HBR Blog Network | Karen Golden-Biddle
The complexity of today’s healthcare organizations makes it hard to change the way they do things. Conventional wisdom holds that real transformation requires bringing in consultants, undertaking large-scale and highly visible action, and jolting the organization into change.
But there’s another, far less disruptive approach: what I call “micro-moves.” These are small and often barely visible actions and interactions that my research and that of others has found to generate real and consequential change, rather than derailing it as sweeping organizational makeovers often do. By inviting collaboration in the change process from people across the organization, micro-moves tap collective energy and build enthusiasm that is essential for driving change.
One such collection of micro-moves is “discovery.” These actions encourage people to notice their taken-for-granted assumptions regarding how things are done, reconsider them, and create alternatives. For example, a team of managers and clinical leaders at a medium-size health system, Thedacare, in Appleton Wisconsin, gained invaluable insights about their own care delivery process simply by walking the “care path” with patients.
Early in her tenure, Kathryn Correia, an executive in this health system at the time, brought together managers and clinical leaders to figure out how they might change inpatient care delivery to improve quality and safety. As they talked they soon realized that they had very little understanding of how patients moved through the system. Although all participants knew how patients navigated within their own areas of treatment and their units, they had little idea of how patients travelled between admission and discharge, or what patients experienced on the journey. So, the group decided to walk the actual care path themselves, first as if they were patients, and then alongside the patients through real-time care delivery.
In a second session, the group explored how they could best learn about patients’ subjective experience as they navigated the system. They generated open-ended questions to ask patients when they accompanied them that would illuminate their experiences – questions such as, “Would you share with me what being a patient here is like?” “What was it like just now when (describe situation concretely) happened?” “Could you describe some other experiences you have had here as a patient?” And they decided to leave behind their medical frocks and suit jackets in order to slip out of their “expert” roles. These gestures – leaving their “uniforms” behind, walking the care path, engaging patients with open-ended questions – are examples of micro-moves for discovery.
As they walked with patients, the team was surprised to discover how difficult the route was for many patients and how truly arduous it was for the elderly and the very ill. This insight led the team to other discoveries about the burdens large and small patients face, such as having to return at a later time to complete diagnostic tests or having to repeatedly answer the same question as different providers come into the room. Understanding these hardships and sources of anxiety prompted the organization to redesign the care delivery model around the patients and their experience rather than around provider convenience.
This new model is organized as a series of care phases occurring between patients’ admission and discharge that is similar for all patients. The first phase involved a coordinated care team of a nurse, physician, pharmacist and discharge planner meeting in the patient’s room to conduct an admitting assessment and create a single plan of care. Stopping points marking the end of each care phase are built into the plan to assess how the care is progressing.

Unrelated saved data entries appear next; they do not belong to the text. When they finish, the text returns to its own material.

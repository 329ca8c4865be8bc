//! Commit-message synthesis.

use std::fmt;
use std::path::Path;
use std::sync::LazyLock;

use committer_core::{ChannelConfig, MessageConfig};
use committer_sexp::Definition;
use regex::Regex;
use serde::Serialize;

use crate::clause::field_change_clause;
use crate::wrap::wrap_words;

static LOCATION_PREFIX: LazyLock<Regex> =
    LazyLock::new(|| Regex::new(r"^[[:graph:]]+: ").expect("valid location prefix regex"));

/// A commit message: one-line summary plus ChangeLog body.
///
/// # Examples
///
/// ```
/// use committer_changelog::message::CommitMessage;
///
/// let msg = CommitMessage {
///     summary: "nongnu: Add foo.".into(),
///     body: "* nongnu/packages/foo.scm (foo): New variable.".into(),
/// };
/// assert_eq!(
///     msg.to_string(),
///     "nongnu: Add foo.\n\n* nongnu/packages/foo.scm (foo): New variable.\n"
/// );
/// ```
#[derive(Debug, Clone, PartialEq, Eq, Serialize)]
#[serde(rename_all = "camelCase")]
pub struct CommitMessage {
    /// First line of the commit.
    pub summary: String,
    /// ChangeLog body, already wrapped.
    pub body: String,
}

impl fmt::Display for CommitMessage {
    fn fmt(&self, f: &mut fmt::Formatter<'_>) -> fmt::Result {
        writeln!(f, "{}", self.summary)?;
        writeln!(f)?;
        writeln!(f, "{}", self.body)
    }
}

/// User-supplied message that replaces automatic derivation.
///
/// Built from the tool's positional arguments and handed to the pipeline.
///
/// # Examples
///
/// ```
/// use committer_changelog::message::MessageOverride;
///
/// let ov = MessageOverride::new("  Fix build.. ", None);
/// assert_eq!(ov.message, "Fix build");
/// assert_eq!(ov.changelog, "Fix build");
/// ```
#[derive(Debug, Clone, PartialEq, Eq, Serialize)]
pub struct MessageOverride {
    /// Summary text, without trailing period.
    pub message: String,
    /// ChangeLog text, without trailing period.
    pub changelog: String,
}

impl MessageOverride {
    /// Normalize the message and optional changelog. The changelog falls
    /// back to the message.
    pub fn new(message: &str, changelog: Option<&str>) -> Self {
        let message = normalize(message);
        let changelog = changelog
            .map(normalize)
            .filter(|c| !c.is_empty())
            .unwrap_or_else(|| message.clone());
        Self { message, changelog }
    }

    /// Build an override from zero, one, or two positional arguments.
    pub fn from_args(message: Option<&str>, changelog: Option<&str>) -> Option<Self> {
        message.map(|m| Self::new(m, changelog))
    }
}

fn normalize(text: &str) -> String {
    text.trim().trim_end_matches('.').trim_end().to_string()
}

/// Builds commit messages for one channel.
///
/// # Examples
///
/// ```
/// use committer_changelog::message::MessageBuilder;
/// use committer_core::{ChannelConfig, MessageConfig};
/// use std::path::Path;
///
/// let builder = MessageBuilder::new(&ChannelConfig::default(), &MessageConfig::default());
/// let msg = builder.addition(Path::new("nongnu/packages/game.scm"), "foo", Some("2.0"));
/// assert_eq!(msg.summary, "nongnu: foo: Update to 2.0.");
/// ```
#[derive(Debug, Clone)]
pub struct MessageBuilder {
    channel: String,
    width: usize,
    tracked_fields: Vec<String>,
}

impl MessageBuilder {
    /// Create a builder from configuration.
    pub fn new(channel: &ChannelConfig, message: &MessageConfig) -> Self {
        Self {
            channel: channel.name.clone(),
            width: message.wrap_width,
            tracked_fields: message.tracked_fields.clone(),
        }
    }

    /// Message for a group that introduces the definition `name`.
    pub fn addition(&self, file: &Path, name: &str, version: Option<&str>) -> CommitMessage {
        let summary = match version {
            Some(version) => format!("{}: {name}: Update to {version}.", self.channel),
            None => format!("{}: Add {name}.", self.channel),
        };
        let body = self.wrap(&format!("* {} ({name}): New variable.", file.display()));
        CommitMessage { summary, body }
    }

    /// Message for a group that edits an existing definition.
    ///
    /// The body lists, for every tracked field whose entries changed, what
    /// was removed and what was added.
    pub fn modification(
        &self,
        file: &Path,
        name: &str,
        old: &Definition,
        new: &Definition,
    ) -> CommitMessage {
        let update = match new.version.as_deref() {
            Some(version) => format!("Update to {version}."),
            None => "Update.".to_string(),
        };
        let summary = format!("{}: {name}: {update}", self.channel);

        let mut body = vec![self.wrap(&format!("* {} ({name}): {update}", file.display()))];
        for field in &self.tracked_fields {
            let old_entries = old.field(field).entries();
            let new_entries = new.field(field).entries();
            if let Some(clause) = field_change_clause(&old_entries, &new_entries) {
                body.push(self.wrap(&format!("[{field}]: {clause}")));
            }
        }

        CommitMessage {
            summary,
            body: body.join("\n"),
        }
    }

    /// Message built from user-supplied text.
    ///
    /// The `: ` separator after the location is omitted when the changelog
    /// already starts with a location of its own, such as `[inputs]: `.
    pub fn custom(&self, file: &Path, name: &str, ov: &MessageOverride) -> CommitMessage {
        let summary = format!("{}: {name}: {}.", self.channel, ov.message);
        let separator = if LOCATION_PREFIX.is_match(&ov.changelog) {
            ""
        } else {
            ": "
        };
        let body = self.wrap(&format!(
            "* {} ({name}){separator}{}.",
            file.display(),
            ov.changelog
        ));
        CommitMessage { summary, body }
    }

    fn wrap(&self, line: &str) -> String {
        wrap_words(line, self.width)
    }
}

If all is going well, the nurse advances the patient to the next phase; if not, the nurse determines the reason and has the authority to resolve the matter, by, for instance, calling clinicians back to the bedside or following up with ancillary services to avoid delay and needless trips for patients.

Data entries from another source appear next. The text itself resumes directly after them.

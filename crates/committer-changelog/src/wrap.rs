/// Greedily wrap `text` at `width` columns without splitting words.
///
/// Runs of whitespace collapse to a single space. A word longer than
/// `width` sits alone on its own line.
///
/// # Examples
///
/// ```
/// use committer_changelog::wrap::wrap_words;
///
/// assert_eq!(wrap_words("Remove foo, bar, and baz.", 12), "Remove foo,\nbar, and\nbaz.");
/// ```
pub fn wrap_words(text: &str, width: usize) -> String {
    let mut lines: Vec<String> = Vec::new();
    let mut current = String::new();
    let mut current_len = 0;

    for word in text.split_whitespace() {
        let word_len = word.chars().count();
        if current.is_empty() {
            current.push_str(word);
            current_len = word_len;
        } else if current_len + 1 + word_len <= width {
            current.push(' ');
            current.push_str(word);
            current_len += 1 + word_len;
        } else {
            lines.push(std::mem::take(&mut current));
            current.push_str(word);
            current_len = word_len;
        }
    }
    if !current.is_empty() {
        lines.push(current);
    }

    lines.join("\n")
}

Although walking the patients’ path is just one example of micro-moves for discovery, it powerfully conveys how groups can gain insight into previously invisible problems and foster momentum for change. In this case, the team’s experience led to three positive individual and organizational outcomes:
- It moved leaders and clinicians out of their familiar roles, allowing them to better understand the patients’ perspective and the need for change.
- It allowed insiders to design and execute needed change that both aligned and stretched the organizational culture through infusion of new ideas. This allowed the organization to transform organically rather than being jolted into change by outside consultants.
- It cultivated insiders’ beliefs that their efforts can make a real difference in improving care. This in turn generated momentum and spurred dedicated effort to implement the change.
The insights gained led to the development of an innovative care model that has received widespread attention for its positive outcomes. Health Affairs highlighted the model in a series of profiles of key innovations in healthcare, reporting that in units where the model had been implemented, both cost and average length of stay had declined, nurse productivity had increased, and the percentage of patients satisfied with their care increased. The model was also detailed in a recent post by Leonard L. Berry and Jamie Dunham on HBR.org. As word has spread about the success of this new care model, people have come from far and wide to visit ThedaCare to learn more about the model and the unique change management program that enabled it.
Engaging insiders in micro-moves may lack the dramatic flair of bringing in a S.W.A.T. team of consultants, but small moves, when many are taken together, can add up to big and lasting change that benefits patients, energizes staff and improves the healthcare system.